“He no longer trusted words.” ~ Michael Ondaatje, from Divisadero


“Maybe I have written to see; to have what I never would have had . . . from the tips of the fingers that transcribe by the sweet dictates of vision. From the point of view of the soul’s eye: the eye of a womansoul. From the point of view of the Absolute, in the proper sense of the word: Separation.” ~ Hélène Cixous, from “Coming to Writing”

Thursday afternoon. Partly cloudy and warmer, 45 degrees.

Not really certain as to what I want to say today. I took a little time out to put on some makeup. Don’t ask me why. I mean, for the dogs? I suppose for myself more than anything. Sometimes I just feel so dowdy, and then I turn to my vast collection of makeup that goes unused day after day. I never used to feel like that—dowdy. Of course, I had a job to go to, people to meet. I dressed in more than yoga pants and t-shirts. I fixed my hair and my face. It seems like a lifetime ago, and actually it was—a decade this past October.

I cannot believe that it’s been that long, and at the same time, I cannot remember what it was really like, only the idea of what it was like. Does that make sense?

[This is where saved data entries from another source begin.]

//! Registry mapping value types to the editor that can edit them

use shredder_types::TypeTag;

/// Kind of editor widget used for a key
#[derive(Debug, Clone, Copy, PartialEq, Eq, Hash)]
pub enum EditorKind {
    /// On/off switch
    Toggle,
    /// Spin button; `floating_point` selects fractional stepping
    Numeric { floating_point: bool },
    /// Single-select popover picker over an enumeration
    Choice,
    /// Min/max size range picker
    SizeRange,
}

impl EditorKind {
    /// Editor for a type tag, or `None` if the type cannot be edited
    pub fn for_tag(tag: &TypeTag) -> Option<Self> {
        match tag {
            TypeTag::Boolean => Some(EditorKind::Toggle),
            TypeTag::Integer => Some(EditorKind::Numeric {
                floating_point: false,
            }),
            TypeTag::Double => Some(EditorKind::Numeric {
                floating_point: true,
            }),
            TypeTag::String => Some(EditorKind::Choice),
            TypeTag::IntPair | TypeTag::UintPair => Some(EditorKind::SizeRange),
            TypeTag::Unsupported(_) => None,
        }
    }
}

#[cfg(test)]
mod tests {
    use super::*;

    #[test]
    fn test_supported_tags() {
        let cases = [
            ("b", EditorKind::Toggle),
            ("i", EditorKind::Numeric { floating_point: false }),
            ("d", EditorKind::Numeric { floating_point: true }),
            ("s", EditorKind::Choice),
            ("(ii)", EditorKind::SizeRange),
            ("(tt)", EditorKind::SizeRange),
        ];
        for (type_string, kind) in cases {
            assert_eq!(EditorKind::for_tag(&TypeTag::parse(type_string)), Some(kind));
        }
    }

    #[test]
    fn test_unsupported_tags() {
        for type_string in ["as", "a{sv}", "(dd)", "x", ""] {
            assert_eq!(EditorKind::for_tag(&TypeTag::parse(type_string)), None);
        }
    }
}
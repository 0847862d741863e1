//! Popover-based single-select button
//!
//! The button shows the selected option underlined. Clicking it opens a
//! popover listing every option; the default option is marked with a star
//! so it stays recognisable when something else is selected. Picks go to
//! the store through a [`ChoiceBinding`], and the button follows every change
//! the binding reports.

use gtk4::glib;
use gtk4::prelude::*;
use gtk4::{
    Align, Box as GtkBox, Frame, Image, Label, ListBox, ListBoxRow, MenuButton, Orientation,
    Popover, SelectionMode, Separator,
};
use shredder_core::{ChoiceBinding, ChoiceModel};
use shredder_types::capitalize;
use std::rc::Rc;

/// One option in the popover list
struct ChoiceRow {
    row: ListBoxRow,
    value: String,
    symbol: Image,
}

impl ChoiceRow {
    fn new(value: &str) -> Self {
        let hbox = GtkBox::new(Orientation::Horizontal, 6);

        let label = Label::new(Some(capitalize(value).as_str()));
        label.set_xalign(0.0);
        label.set_hexpand(true);
        hbox.append(&label);

        let symbol = Image::from_icon_name("emblem-ok-symbolic");
        symbol.set_visible(false);
        hbox.append(&symbol);

        let row = ListBoxRow::new();
        row.set_can_focus(false);
        row.set_margin_start(3);
        row.set_margin_end(3);
        row.set_child(Some(&hbox));

        Self {
            row,
            value: value.to_string(),
            symbol,
        }
    }

    fn update_symbol(&self, model: &ChoiceModel) {
        let glyph = model.glyph(&self.value);
        match glyph.icon_name() {
            Some(icon) => {
                self.symbol.set_icon_name(Some(icon));
                self.symbol.set_visible(true);
            }
            None => self.symbol.set_visible(false),
        }

        if glyph.is_dimmed() {
            self.symbol.add_css_class("dim-label");
            self.symbol.set_opacity(0.5);
        } else {
            self.symbol.remove_css_class("dim-label");
            self.symbol.set_opacity(1.0);
        }
    }
}

/// Button that picks one of several string options
pub struct MultipleChoiceButton {
    button: MenuButton,
}

impl MultipleChoiceButton {
    pub fn new(binding: Rc<ChoiceBinding>, summary: &str) -> Self {
        let value_label = Label::new(None);
        value_label.set_use_markup(true);

        let button = MenuButton::new();
        button.set_has_frame(false);
        button.set_can_focus(false);
        button.set_child(Some(&value_label));

        let listbox = ListBox::new();
        listbox.set_margin_start(10);
        listbox.set_margin_end(10);
        listbox.set_margin_top(10);
        listbox.set_margin_bottom(10);
        listbox.set_selection_mode(SelectionMode::None);
        listbox.set_activate_on_single_click(true);

        let header = Label::new(None);
        header.set_markup(&format!(
            "<small><b>{}</b></small>",
            glib::markup_escape_text(&ChoiceModel::header_text(summary))
        ));
        header.add_css_class("dim-label");
        header.set_size_request(90, -1);
        header.set_halign(Align::Center);

        let separator = Separator::new(Orientation::Horizontal);
        for widget in [header.upcast::<gtk4::Widget>(), separator.upcast()] {
            let row = ListBoxRow::new();
            row.set_selectable(false);
            row.set_activatable(false);
            row.set_child(Some(&widget));
            listbox.append(&row);
        }

        let rows: Rc<Vec<ChoiceRow>> = Rc::new(
            binding
                .model()
                .options()
                .iter()
                .map(|o| ChoiceRow::new(o))
                .collect(),
        );
        for choice_row in rows.iter() {
            listbox.append(&choice_row.row);
        }

        let frame = Frame::new(None);
        frame.set_margin_start(5);
        frame.set_margin_end(5);
        frame.set_margin_top(5);
        frame.set_margin_bottom(5);
        frame.set_child(Some(&listbox));

        let popover = Popover::new();
        popover.set_child(Some(&frame));
        button.set_popover(Some(&popover));

        update(&rows, &binding.model(), &value_label);

        // Store changes, including the ones a pick causes, redraw the button
        let rows_for_sync = rows.clone();
        let label_for_sync = value_label.clone();
        binding.connect_synced(move |model| update(&rows_for_sync, model, &label_for_sync));

        // The handler owns everything it touches
        listbox.connect_row_activated(move |_, activated| {
            let Some(picked) = rows.iter().find(|r| &r.row == activated) else {
                return;
            };
            binding.pick(&picked.value);
            popover.popdown();
        });

        Self { button }
    }

    pub fn widget(&self) -> &MenuButton {
        &self.button
    }
}

fn update(rows: &[ChoiceRow], model: &ChoiceModel, value_label: &Label) {
    for row in rows {
        row.update_symbol(model);
    }
    value_label.set_markup(&format!(
        "<u>{}</u>",
        glib::markup_escape_text(&model.label_text())
    ));
}
//! Configuration management

mod settings;

pub use settings::{
    builtin_schema, effective_values, load_schema, open_settings, settings_path,
};
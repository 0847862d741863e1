//! shredder-core: Settings store, form layout and screen lifecycle.
//!
//! This crate holds everything about the settings screen that does not need
//! a display: the staged settings store and its backends, the editor
//! registry, the form layout rules, the choice, numeric and size range
//! editor state with its bindings to settings keys, and the controller
//! driving a visit to the screen.

pub mod backend;
pub mod binding;
pub mod choice;
pub mod constants;
pub mod controller;
pub mod form;
pub mod numeric;
mod registry;
mod store;
pub mod units;

pub use backend::{JsonFileBackend, MemoryBackend, SettingsBackend, StoredValues};
pub use binding::{ChoiceBinding, SizeRangeBinding};
pub use choice::{ChoiceModel, RowGlyph};
pub use constants::RESET_SETTLE_DELAY;
pub use controller::{DeferredRunner, ScreenShell, ScreenState, SettingsController, TaskHandle};
pub use form::{build_form, FormEntry, FormSection};
pub use numeric::{NumericDisplay, NumericSpec};
pub use registry::EditorKind;
pub use store::{HandlerId, Settings, SettingsError};
pub use units::{format_size, order_range, RangeEnd, SizeUnit};

// Re-export types used in signatures for convenience
pub use shredder_types::{KeyRange, KeySchema, SettingValue, SettingsSchema, TypeTag};
//! Shared constants for the settings screen

use std::time::Duration;

/// Delay between reverting the staged batch and resetting keys to their
/// defaults, so the revert's change notifications land first
pub const RESET_SETTLE_DELAY: Duration = Duration::from_millis(100);

/// Upper bound for numeric keys that declare no range
pub const DEFAULT_NUMERIC_MAX: f64 = 10_000_000_000.0;

/// Step of spin buttons editing integer keys
pub const INTEGER_STEP: f64 = 1.0;

/// Step of spin buttons editing floating point keys
pub const FLOAT_STEP: f64 = 0.1;

pub const BYTES_PER_KB: u64 = 1024;
pub const BYTES_PER_MB: u64 = 1024 * BYTES_PER_KB;
pub const BYTES_PER_GB: u64 = 1024 * BYTES_PER_MB;
pub const BYTES_PER_TB: u64 = 1024 * BYTES_PER_GB;
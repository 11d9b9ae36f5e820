//! Asynchronous CSV reader with batch interface
//!
//! Provides a streaming interface over ledger records from a CSV source.
//! Supports batch reading for the async processing strategy.
//!
//! # Architecture
//!
//! ```text
//! CSV Reader → AsyncReader → Batches of LedgerRecords
//!                  ↓
//!           csv_format module
//!           (CsvRecord, convert_csv_record)
//! ```

use crate::io::csv_format::{convert_csv_record, CsvRecord};
use crate::types::LedgerRecord;
use csv_async::AsyncReaderBuilder;
use futures::io::AsyncRead;
use futures::stream::StreamExt;
use tracing::warn;

/// Asynchronous CSV reader
///
/// Rows that cannot be parsed or converted are logged and skipped.
pub struct AsyncReader<R: AsyncRead + Unpin> {
    csv_reader: csv_async::AsyncDeserializer<R>,
    line_num: u64,
}

impl<R: AsyncRead + Unpin + Send + 'static> AsyncReader<R> {
    /// Create a new AsyncReader from an async reader
    ///
    /// Uses the same settings as the sync reader: trimmed fields and flexible
    /// field counts.
    pub fn new(reader: R) -> Self {
        let csv_reader = AsyncReaderBuilder::new()
            .flexible(true)
            .trim(csv_async::Trim::All)
            .create_deserializer(reader);

        Self {
            csv_reader,
            line_num: 1,
        }
    }

    /// Read a batch of ledger records
    ///
    /// Reads until `batch_size` valid records are collected or the input
    /// ends. Invalid rows are logged at `warn` with their line number and do
    /// not count toward the batch size.
    ///
    /// Returns an empty vector when the end of the input is reached.
    pub async fn read_batch(&mut self, batch_size: usize) -> Vec<LedgerRecord> {
        let mut batch = Vec::with_capacity(batch_size);
        let mut records = self.csv_reader.deserialize::<CsvRecord>();

        while batch.len() < batch_size {
            let Some(row) = records.next().await else {
                break;
            };
            self.line_num += 1;

            match row {
                Ok(csv_record) => match convert_csv_record(csv_record) {
                    Ok(record) => batch.push(record),
                    Err(e) => warn!(line = self.line_num, error = %e, "Skipping ledger row"),
                },
                Err(e) => warn!(line = self.line_num, error = %e, "CSV parse error"),
            }
        }

        batch
    }
}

Who was I then? I had a full-time job, career, and my sons still lived at home, were still in school. My house was crowded with people and things, and it was a good time. I was in graduate school again getting my publishing degree. Corey was going to sea and enjoying his career. We took vacations as a family and as a couple. Things were so different. I’m not really sure what I miss the most. All of it? Some of it? Who knows . . .

“Thus they went on living in a reality that was slipping away, momentarily captured by words, but which would escape irremediably when they forgot the values of the written letters.” ~ Gabriel García Márquez, from One Hundred Years of Solitude

I can honestly say, though, that I didn’t get back to my writing in any kind of regular way until I was forced to go on disability in 2008. Between approximately 1999 to 2008, I wrote only sporadically. I worked, a lot. Writing didn’t really fit into that schedule, but then I met Corey, and I wrote during the beginnings of our relationship, and then, not so much. Well, that’s not exactly true; when Corey started going to sea, we both started journaling, and then we would exchange journals for his next trip. That was very meaningful for both of us, I believe.

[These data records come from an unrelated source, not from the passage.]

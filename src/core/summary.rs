//! Group summaries and reports
//!
//! A summary presents the balances of a group member by member, split into
//! what each member owes and what each member is owed, together with the
//! group's expense totals. A report bundles the summary with the settlement
//! plan. Both are computed from a group snapshot and never stored.

use crate::config::EngineConfig;
use crate::core::group::Group;
use crate::core::settlement::resolve_settlements;
use crate::types::{Balances, GroupId, MemberId, SettleError, Settlement};
use rust_decimal::Decimal;

/// Balance of one member, with display name
#[derive(Debug, Clone, PartialEq)]
pub struct MemberBalance {
    pub member: MemberId,
    pub name: String,
    pub balance: Decimal,
}

impl MemberBalance {
    /// Amount this member still has to pay (zero for creditors)
    pub fn owes(&self) -> Decimal {
        (-self.balance).max(Decimal::ZERO)
    }

    /// Amount this member still has to receive (zero for debtors)
    pub fn owed(&self) -> Decimal {
        self.balance.max(Decimal::ZERO)
    }
}

/// Totals and per-member balances of a group
#[derive(Debug, Clone, PartialEq)]
pub struct GroupSummary {
    pub group: GroupId,
    /// Sum of all expense amounts
    pub total_expenses: Decimal,
    pub expense_count: usize,
    /// One entry per member, in the group's member order
    pub members: Vec<MemberBalance>,
}

impl GroupSummary {
    /// Summarize a group
    ///
    /// # Errors
    ///
    /// Returns an error if the balances cannot be computed.
    pub fn compute(group: &Group, config: &EngineConfig) -> Result<Self, SettleError> {
        let balances = group.balances(config)?;

        let total_expenses = group
            .expenses()
            .iter()
            .try_fold(Decimal::ZERO, |acc, expense| acc.checked_add(expense.amount))
            .ok_or_else(|| SettleError::arithmetic_overflow("expense total"))?;

        let members = group
            .members()
            .iter()
            .map(|member| MemberBalance {
                member: member.id.clone(),
                name: member.name.clone(),
                balance: balances.get(&member.id).copied().unwrap_or_default(),
            })
            .collect();

        Ok(GroupSummary {
            group: group.id().clone(),
            total_expenses,
            expense_count: group.expenses().len(),
            members,
        })
    }

    /// Number of members in the group, including settled ones
    pub fn member_count(&self) -> usize {
        self.members.len()
    }
}

/// Everything reported for one group: its summary and settlement plan
#[derive(Debug, Clone, PartialEq)]
pub struct GroupReport {
    pub summary: GroupSummary,
    pub settlements: Vec<Settlement>,
}

impl GroupReport {
    /// Compute the report for a group snapshot
    ///
    /// # Errors
    ///
    /// Returns an error if the balances cannot be computed.
    pub fn compute(group: &Group, config: &EngineConfig) -> Result<Self, SettleError> {
        let summary = GroupSummary::compute(group, config)?;
        let balances: Balances = summary
            .members
            .iter()
            .map(|entry| (entry.member.clone(), entry.balance))
            .collect();

        Ok(GroupReport {
            settlements: resolve_settlements(&balances),
            summary,
        })
    }

    /// The group this report describes
    pub fn group(&self) -> &GroupId {
        &self.summary.group
    }
}
//! Thread-safe ledger engine for async batch processing
//!
//! This module provides the `AsyncLedgerEngine` struct, which applies ledger
//! records to groups stored in a `DashMap`. Each group sits behind its own
//! shard lock, so tasks working on different groups never wait on each other
//! while a record is applied atomically to its group.

use dashmap::DashMap;

use crate::core::engine::apply_record;
use crate::core::group::Group;
use crate::types::{GroupId, LedgerRecord, SettleError};

/// Thread-safe ledger engine
///
/// Shares the record semantics of [`crate::core::LedgerEngine`]; only the
/// storage differs.
#[derive(Debug, Default)]
pub struct AsyncLedgerEngine {
    /// Groups by id
    groups: DashMap<GroupId, Group>,
}

impl AsyncLedgerEngine {
    /// Create a new empty AsyncLedgerEngine
    pub fn new() -> Self {
        Self {
            groups: DashMap::new(),
        }
    }

    /// Apply a single ledger record
    ///
    /// The target group stays locked while the record is applied, so no other
    /// thread can observe a partially updated group.
    ///
    /// # Errors
    ///
    /// Returns an error if:
    /// - The record references a group that does not exist yet
    /// - The group rejects the operation
    pub fn process_record(&self, record: LedgerRecord) -> Result<(), SettleError> {
        let key = record.group().clone();

        let mut group = if matches!(record, LedgerRecord::AddMember { .. }) {
            self.groups
                .entry(key.clone())
                .or_insert_with(|| Group::new(key))
        } else {
            self.groups
                .get_mut(&key)
                .ok_or_else(|| SettleError::unknown_group(&key))?
        };

        apply_record(group.value_mut(), record)
    }

    /// Copy of a single group
    pub fn group(&self, id: &str) -> Option<Group> {
        self.groups.get(id).map(|group| group.value().clone())
    }

    /// Number of groups
    pub fn len(&self) -> usize {
        self.groups.len()
    }

    /// Whether no group exists yet
    pub fn is_empty(&self) -> bool {
        self.groups.is_empty()
    }

    /// Copies of all groups, sorted by group id
    ///
    /// The copies are detached from the engine and safe to hand to other
    /// tasks for calculation.
    pub fn snapshot(&self) -> Vec<Group> {
        let mut groups: Vec<Group> = self
            .groups
            .iter()
            .map(|entry| entry.value().clone())
            .collect();
        groups.sort_by(|a, b| a.id().cmp(b.id()));
        groups
    }
}

#[cfg(test)]
mod tests {
    use super::*;
    use crate::types::{Expense, Member};
    use rust_decimal::Decimal;
    use std::sync::Arc;
    use std::thread;

    fn member(group: &str, id: &str) -> LedgerRecord {
        LedgerRecord::AddMember {
            group: group.to_string(),
            member: Member::new(id, id.to_uppercase()),
        }
    }

    #[test]
    fn test_member_record_creates_group() {
        let engine = AsyncLedgerEngine::new();

        engine.process_record(member("trip", "a")).unwrap();

        assert_eq!(engine.len(), 1);
        assert_eq!(engine.group("trip").unwrap().members().len(), 1);
    }

    #[test]
    fn test_unknown_group_is_rejected() {
        let engine = AsyncLedgerEngine::new();

        let result = engine.process_record(LedgerRecord::DeleteExpense {
            group: "trip".to_string(),
            expense: "e1".to_string(),
        });

        assert_eq!(result, Err(SettleError::unknown_group("trip")));
        assert!(engine.is_empty());
    }

    #[test]
    fn test_expense_is_validated() {
        let engine = AsyncLedgerEngine::new();
        engine.process_record(member("trip", "a")).unwrap();

        let result = engine.process_record(LedgerRecord::AddExpense {
            group: "trip".to_string(),
            expense: Expense::even("e1", "Boat", Decimal::new(1000, 2), "a", vec![]),
        });

        assert!(matches!(result, Err(SettleError::InvalidExpense { .. })));
        assert!(engine.group("trip").unwrap().expenses().is_empty());
    }

    #[test]
    fn test_snapshot_is_sorted() {
        let engine = AsyncLedgerEngine::new();
        for group in ["zoo", "attic", "mall"] {
            engine.process_record(member(group, "a")).unwrap();
        }

        let ids: Vec<String> = engine.snapshot().iter().map(|g| g.id().clone()).collect();

        assert_eq!(ids, vec!["attic", "mall", "zoo"]);
    }

    #[test]
    fn test_concurrent_members_in_different_groups() {
        let engine = Arc::new(AsyncLedgerEngine::new());

        let handles: Vec<_> = (0..8)
            .map(|i| {
                let engine = Arc::clone(&engine);
                thread::spawn(move || {
                    for m in 0..10 {
                        engine
                            .process_record(member(&format!("g{}", i), &format!("m{}", m)))
                            .unwrap();
                    }
                })
            })
            .collect();
        for handle in handles {
            handle.join().unwrap();
        }

        assert_eq!(engine.len(), 8);
        assert!(engine
            .snapshot()
            .iter()
            .all(|group| group.members().len() == 10));
    }
}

But after the back operation and the disability decision? I mean, it was a matter of write or go crazy, and so this little blog that I had begun as part of a project for a publishing class began to take on more shape, began to turn into something regular and predictable in my life, and that, too, was good.

I don’t know why I never wrote my book, books. There were so many starts and stops, and I kept telling myself that I had time, that May Sarton didn’t even get published until she was in her 50’s. I had time, I kept telling myself. The irony is not lost on me.

And now I feel as though I’m out of time, out of time to write that book, that is. God. So many plots, so many characters, so many spurts of dialogue and settings. So many pieces, so disparate and so cohesive at the same time. It was going to be a mystery, a memoir, a biography, a history, a thriller. It was going to be a confessional with poetry, essays and photographs. It was going to be . . . so many things.

You can begin to see my problem. It’s nothing new. It’s a matter of having too many words and too few words simultaneously. It’s also a matter of a seeming lack of discipline.

“You are looking
for mountains to climb.
I am looking
for the words to a poem
I can’t remember.” ~ Sarah Kay, from “A Place to Put Our Hands”

Other people write books all of the time, and other people who write books go on to be not famous, end up working in tech or a grocery store, but dammit, they tried, at least. I never wanted to write to be famous or rich. I wanted to write for validation, to prove that I could, to show that my words could mean something, could touch someone besides me.

My first husband, I’ll give him credit, used to read my poems and try oh so hard to be nice. He would say things like, “I understand this, but maybe not everyone would.” It was so frustrating and yet, comforting. I knew that he was trying to be kind; that was when we were still kind to one another. And then he left, and I wrote and wrote and wrote, so many words that so many women who had gone through the same thing could understand. I wrote for days on end. I still remember the words just flying from my fingers, unabated by anything. Yet still, I never sent out my poems. Never tried for publication.

Look. It’s not that I don’t think that I could get published. I’ve sent out three poems in my life, and one was published. I entered two writing contests, and placed third my first time. So I know that there is a grain of talent here. And yes, I know that self-publishing is a thing now. People on tumblr seem to do it successfully all of the time . . .

Maybe I’m just lazy. Or maybe, I’m so fricking insecure and so very afraid of criticism that I continue to try to protect myself by not even trying. Maybe . . .

“The world seethes with words. Forgive me.” ~ Paul Bowles, from “Next to Nothing”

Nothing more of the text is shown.